Collected data
>>>
use std::sync::Arc;

use chrono::{DateTime, Duration, Utc};
use tracing::debug;
use uuid::Uuid;

use encore_db::Database;
use encore_db::models::NotificationRow;
use encore_db::timestamp;
use encore_types::UserId;
use encore_types::models::Notification;

use crate::blocking::with_db;
use crate::error::SocialError;

/// How long a notification stays visible.
pub const NOTIFICATION_TTL_HOURS: i64 = 24;

/// Durable per-user inbox.
///
/// Expired rows are removed only by `expire_for`, which runs when the
/// recipient authenticates. There is no background sweep: a recipient who
/// never comes back keeps their stale rows.
#[derive(Clone)]
pub struct NotificationStore {
    db: Arc<Database>,
}

impl NotificationStore {
    pub fn new(db: Arc<Database>) -> Self {
        Self { db }
    }

    pub async fn create(&self, recipient_id: UserId, text: &str, link: &str) -> Result<Notification, SocialError> {
        self.create_at(recipient_id, text, link, Utc::now()).await
    }

    pub async fn create_at(
        &self,
        recipient_id: UserId,
        text: &str,
        link: &str,
        now: DateTime<Utc>,
    ) -> Result<Notification, SocialError> {
        let notification = Notification {
            id: Uuid::new_v4(),
            recipient_id,
            text: text.to_string(),
            link: link.to_string(),
            created_at: now,
            expires_at: now + Duration::hours(NOTIFICATION_TTL_HOURS),
        };

        let row = NotificationRow {
            id: notification.id.to_string(),
            recipient_id: recipient_id.to_string(),
            text: notification.text.clone(),
            link: notification.link.clone(),
            created_at: timestamp(notification.created_at),
            expires_at: timestamp(notification.expires_at),
        };
        with_db(&self.db, move |db| db.insert_notification(&row)).await?;

        debug!("notification {} created for {}", notification.id, recipient_id);
        Ok(notification)
    }

    /// Newest first.
    pub async fn list_for(&self, recipient_id: UserId) -> Result<Vec<Notification>, SocialError> {
        with_db(&self.db, move |db| {
            db.get_notifications(recipient_id)?
                .into_iter()
                .map(|row| row.into_model())
                .collect()
        })
        .await
    }

    pub async fn expire_for(&self, recipient_id: UserId) -> Result<usize, SocialError> {
        self.expire_for_at(recipient_id, Utc::now()).await
    }

    pub async fn expire_for_at(&self, recipient_id: UserId, now: DateTime<Utc>) -> Result<usize, SocialError> {
        let purged = with_db(&self.db, move |db| db.delete_expired_notifications(recipient_id, now)).await?;
        if purged > 0 {
            debug!("purged {} expired notifications for {}", purged, recipient_id);
        }
        Ok(purged)
    }
}

#[cfg(test)]
mod tests {
    use super::*;
    use chrono::TimeZone;

    fn at(hour: u32) -> DateTime<Utc> {
        Utc.with_ymd_and_hms(2026, 3, 1, hour, 0, 0).unwrap()
    }

    fn store_with_users() -> (NotificationStore, UserId, UserId) {
        let db = Arc::new(Database::open_in_memory().unwrap());
        let alice = Uuid::new_v4();
        let bob = Uuid::new_v4();
        db.create_user(alice, "alice", "hash", at(0)).unwrap();
        db.create_user(bob, "bob", "hash", at(0)).unwrap();
        (NotificationStore::new(db), alice, bob)
    }

    #[tokio::test]
    async fn create_sets_one_day_expiry() {
        let (store, _, bob) = store_with_users();
        let n = store.create_at(bob, "hi", "/profile/x", at(3)).await.unwrap();
        assert_eq!(n.created_at, at(3));
        assert_eq!(n.expires_at, at(3) + Duration::hours(24));
        assert_eq!(store.list_for(bob).await.unwrap(), vec![n]);
    }

    #[tokio::test]
    async fn list_is_newest_first() {
        let (store, _, bob) = store_with_users();
        store.create_at(bob, "first", "/", at(1)).await.unwrap();
        store.create_at(bob, "second", "/", at(2)).await.unwrap();
        store.create_at(bob, "third", "/", at(3)).await.unwrap();

        let texts: Vec<String> = store.list_for(bob).await.unwrap().into_iter().map(|n| n.text).collect();
        assert_eq!(texts, vec!["third", "second", "first"]);
    }

    #[tokio::test]
    async fn expire_for_is_scoped_to_recipient() {
        let (store, alice, bob) = store_with_users();
        store.create_at(bob, "stale", "/", at(0)).await.unwrap();
        store.create_at(bob, "fresh", "/", at(12)).await.unwrap();
        store.create_at(alice, "also stale", "/", at(0)).await.unwrap();

        let now = at(0) + Duration::hours(25);
        assert_eq!(store.expire_for_at(bob, now).await.unwrap(), 1);

        let bobs: Vec<String> = store.list_for(bob).await.unwrap().into_iter().map(|n| n.text).collect();
        assert_eq!(bobs, vec!["fresh"]);
        // Nobody expired alice's row on her behalf.
        assert_eq!(store.list_for(alice).await.unwrap().len(), 1);
    }

    #[tokio::test]
    async fn create_for_unknown_recipient_is_persistence_failure() {
        let (store, _, _) = store_with_users();
        let err = store.create(Uuid::new_v4(), "hi", "/").await.unwrap_err();
        assert!(matches!(err, SocialError::Persistence(_)));
    }
}
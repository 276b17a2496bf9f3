use chrono::{DateTime, Utc};
use serde::{Deserialize, Serialize};
use uuid::Uuid;
use validator::Validate;

use crate::models::User;

fn default_true() -> bool {
    true
}

#[derive(Debug, Clone, Serialize, Deserialize, Validate)]
pub struct UserDto {
    #[serde(default = "Uuid::nil")]
    pub id: Uuid,
    #[validate(email(message = "A valid email address is required"))]
    pub email: String,
    #[validate(length(min = 1, max = 256, message = "User name is required"))]
    pub user_name: String,
    #[validate(length(max = 100))]
    pub first_name: Option<String>,
    #[validate(length(max = 100))]
    pub last_name: Option<String>,
    #[serde(default = "default_true")]
    pub is_active: bool,
    #[serde(default, skip_deserializing)]
    pub full_name: String,
    #[serde(default, skip_deserializing)]
    pub display_name: String,
    #[serde(default, skip_deserializing)]
    pub last_login_at: Option<DateTime<Utc>>,
    #[serde(default, skip_deserializing)]
    pub created_at: Option<DateTime<Utc>>,
}

impl From<&User> for UserDto {
    fn from(user: &User) -> Self {
        Self {
            id: user.id,
            email: user.email.clone(),
            user_name: user.user_name.clone(),
            first_name: user.first_name.clone(),
            last_name: user.last_name.clone(),
            is_active: user.is_active,
            full_name: user.full_name(),
            display_name: user.display_name(),
            last_login_at: user.last_login_at,
            created_at: Some(user.audit.created_at),
        }
    }
}

#[derive(Debug, Clone, Serialize, Deserialize, Validate)]
pub struct RegisterPayload {
    #[validate(email(message = "A valid email address is required"))]
    pub email: String,
    #[validate(length(min = 1, max = 256, message = "User name is required"))]
    pub user_name: String,
    #[validate(length(min = 8, message = "Password must be at least 8 characters"))]
    pub password: String,
    pub first_name: Option<String>,
    pub last_name: Option<String>,
}

#[derive(Debug, Clone, Serialize, Deserialize, Validate)]
pub struct LoginPayload {
    #[validate(length(min = 1, message = "Email is required"))]
    pub email: String,
    #[validate(length(min = 1, message = "Password is required"))]
    pub password: String,
}

#[derive(Debug, Clone, Serialize, Deserialize)]
pub struct LoginResponse {
    pub access_token: String,
    pub token_type: String,
    pub expires_in: i64,
    pub user: UserDto,
}

#[derive(Debug, Clone, Default, Serialize, Deserialize)]
#[serde(default)]
pub struct UserSearchQuery {
    pub q: Option<String>,
}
<<<
Exercise description — Using the data above, output each line exactly.

Answer to the exercise —
use std::sync::Arc;

use chrono::{DateTime, Duration, Utc};
use tracing::debug;
use uuid::Uuid;

use encore_db::Database;
use encore_db::models::NotificationRow;
use encore_db::timestamp;
use encore_types::UserId;
use encore_types::models::Notification;

use crate::blocking::with_db;
use crate::error::SocialError;

/// How long a notification stays visible.
pub const NOTIFICATION_TTL_HOURS: i64 = 24;

/// Durable per-user inbox.
///
/// Expired rows are removed only by `expire_for`, which runs when the
/// recipient authenticates. There is no background sweep: a recipient who
/// never comes back keeps their stale rows.
#[derive(Clone)]
pub struct NotificationStore {
    db: Arc<Database>,
}

impl NotificationStore {
    pub fn new(db: Arc<Database>) -> Self {
        Self { db }
    }

    pub async fn create(&self, recipient_id: UserId, text: &str, link: &str) -> Result<Notification, SocialError> {
        self.create_at(recipient_id, text, link, Utc::now()).await
    }

    pub async fn create_at(
        &self,
        recipient_id: UserId,
        text: &str,
        link: &str,
        now: DateTime<Utc>,
    ) -> Result<Notification, SocialError> {
        let notification = Notification {
            id: Uuid::new_v4(),
            recipient_id,
            text: text.to_string(),
            link: link.to_string(),
            created_at: now,
            expires_at: now + Duration::hours(NOTIFICATION_TTL_HOURS),
        };

        let row = NotificationRow {
            id: notification.id.to_string(),
            recipient_id: recipient_id.to_string(),
            text: notification.text.clone(),
            link: notification.link.clone(),
            created_at: timestamp(notification.created_at),
            expires_at: timestamp(notification.expires_at),
        };
        with_db(&self.db, move |db| db.insert_notification(&row)).await?;

        debug!("notification {} created for {}", notification.id, recipient_id);
        Ok(notification)
    }

    /// Newest first.
    pub async fn list_for(&self, recipient_id: UserId) -> Result<Vec<Notification>, SocialError> {
        with_db(&self.db, move |db| {
            db.get_notifications(recipient_id)?
                .into_iter()
                .map(|row| row.into_model())
                .collect()
        })
        .await
    }

    pub async fn expire_for(&self, recipient_id: UserId) -> Result<usize, SocialError> {
        self.expire_for_at(recipient_id, Utc::now()).await
    }

    pub async fn expire_for_at(&self, recipient_id: UserId, now: DateTime<Utc>) -> Result<usize, SocialError> {
        let purged = with_db(&self.db, move |db| db.delete_expired_notifications(recipient_id, now)).await?;
        if purged > 0 {
            debug!("purged {} expired notifications for {}", purged, recipient_id);
        }
        Ok(purged)
    }
}

#[cfg(test)]
mod tests {
    use super::*;
    use chrono::TimeZone;

    fn at(hour: u32) -> DateTime<Utc> {
        Utc.with_ymd_and_hms(2026, 3, 1, hour, 0, 0).unwrap()
    }

    fn store_with_users() -> (NotificationStore, UserId, UserId) {
        let db = Arc::new(Database::open_in_memory().unwrap());
        let alice = Uuid::new_v4();
        let bob = Uuid::new_v4();
        db.create_user(alice, "alice", "hash", at(0)).unwrap();
        db.create_user(bob, "bob", "hash", at(0)).unwrap();
        (NotificationStore::new(db), alice, bob)
    }

    #[tokio::test]
    async fn create_sets_one_day_expiry() {
        let (store, _, bob) = store_with_users();
        let n = store.create_at(bob, "hi", "/profile/x", at(3)).await.unwrap();
        assert_eq!(n.created_at, at(3));
        assert_eq!(n.expires_at, at(3) + Duration::hours(24));
        assert_eq!(store.list_for(bob).await.unwrap(), vec![n]);
    }

    #[tokio::test]
    async fn list_is_newest_first() {
        let (store, _, bob) = store_with_users();
        store.create_at(bob, "first", "/", at(1)).await.unwrap();
        store.create_at(bob, "second", "/", at(2)).await.unwrap();
        store.create_at(bob, "third", "/", at(3)).await.unwrap();

        let texts: Vec<String> = store.list_for(bob).await.unwrap().into_iter().map(|n| n.text).collect();
        assert_eq!(texts, vec!["third", "second", "first"]);
    }

    #[tokio::test]
    async fn expire_for_is_scoped_to_recipient() {
        let (store, alice, bob) = store_with_users();
        store.create_at(bob, "stale", "/", at(0)).await.unwrap();
        store.create_at(bob, "fresh", "/", at(12)).await.unwrap();
        store.create_at(alice, "also stale", "/", at(0)).await.unwrap();

        let now = at(0) + Duration::hours(25);
        assert_eq!(store.expire_for_at(bob, now).await.unwrap(), 1);

        let bobs: Vec<String> = store.list_for(bob).await.unwrap().into_iter().map(|n| n.text).collect();
        assert_eq!(bobs, vec!["fresh"]);
        // Nobody expired alice's row on her behalf.
        assert_eq!(store.list_for(alice).await.unwrap().len(), 1);
    }

    #[tokio::test]
    async fn create_for_unknown_recipient_is_persistence_failure() {
        let (store, _, _) = store_with_users();
        let err = store.create(Uuid::new_v4(), "hi", "/").await.unwrap_err();
        assert!(matches!(err, SocialError::Persistence(_)));
    }
}
repository 276b17a2496bf9f3
use chrono::{DateTime, Utc};
use serde::{Deserialize, Serialize};
use uuid::Uuid;
use validator::Validate;

use crate::models::User;

fn default_true() -> bool {
    true
}

#[derive(Debug, Clone, Serialize, Deserialize, Validate)]
pub struct UserDto {
    #[serde(default = "Uuid::nil")]
    pub id: Uuid,
    #[validate(email(message = "A valid email address is required"))]
    pub email: String,
    #[validate(length(min = 1, max = 256, message = "User name is required"))]
    pub user_name: String,
    #[validate(length(max = 100))]
    pub first_name: Option<String>,
    #[validate(length(max = 100))]
    pub last_name: Option<String>,
    #[serde(default = "default_true")]
    pub is_active: bool,
    #[serde(default, skip_deserializing)]
    pub full_name: String,
    #[serde(default, skip_deserializing)]
    pub display_name: String,
    #[serde(default, skip_deserializing)]
    pub last_login_at: Option<DateTime<Utc>>,
    #[serde(default, skip_deserializing)]
    pub created_at: Option<DateTime<Utc>>,
}

impl From<&User> for UserDto {
    fn from(user: &User) -> Self {
        Self {
            id: user.id,
            email: user.email.clone(),
            user_name: user.user_name.clone(),
            first_name: user.first_name.clone(),
            last_name: user.last_name.clone(),
            is_active: user.is_active,
            full_name: user.full_name(),
            display_name: user.display_name(),
            last_login_at: user.last_login_at,
            created_at: Some(user.audit.created_at),
        }
    }
}

#[derive(Debug, Clone, Serialize, Deserialize, Validate)]
pub struct RegisterPayload {
    #[validate(email(message = "A valid email address is required"))]
    pub email: String,
    #[validate(length(min = 1, max = 256, message = "User name is required"))]
    pub user_name: String,
    #[validate(length(min = 8, message = "Password must be at least 8 characters"))]
    pub password: String,
    pub first_name: Option<String>,
    pub last_name: Option<String>,
}

#[derive(Debug, Clone, Serialize, Deserialize, Validate)]
pub struct LoginPayload {
    #[validate(length(min = 1, message = "Email is required"))]
    pub email: String,
    #[validate(length(min = 1, message = "Password is required"))]
    pub password: String,
}

#[derive(Debug, Clone, Serialize, Deserialize)]
pub struct LoginResponse {
    pub access_token: String,
    pub token_type: String,
    pub expires_in: i64,
    pub user: UserDto,
}

#[derive(Debug, Clone, Default, Serialize, Deserialize)]
#[serde(default)]
pub struct UserSearchQuery {
    pub q: Option<String>,
}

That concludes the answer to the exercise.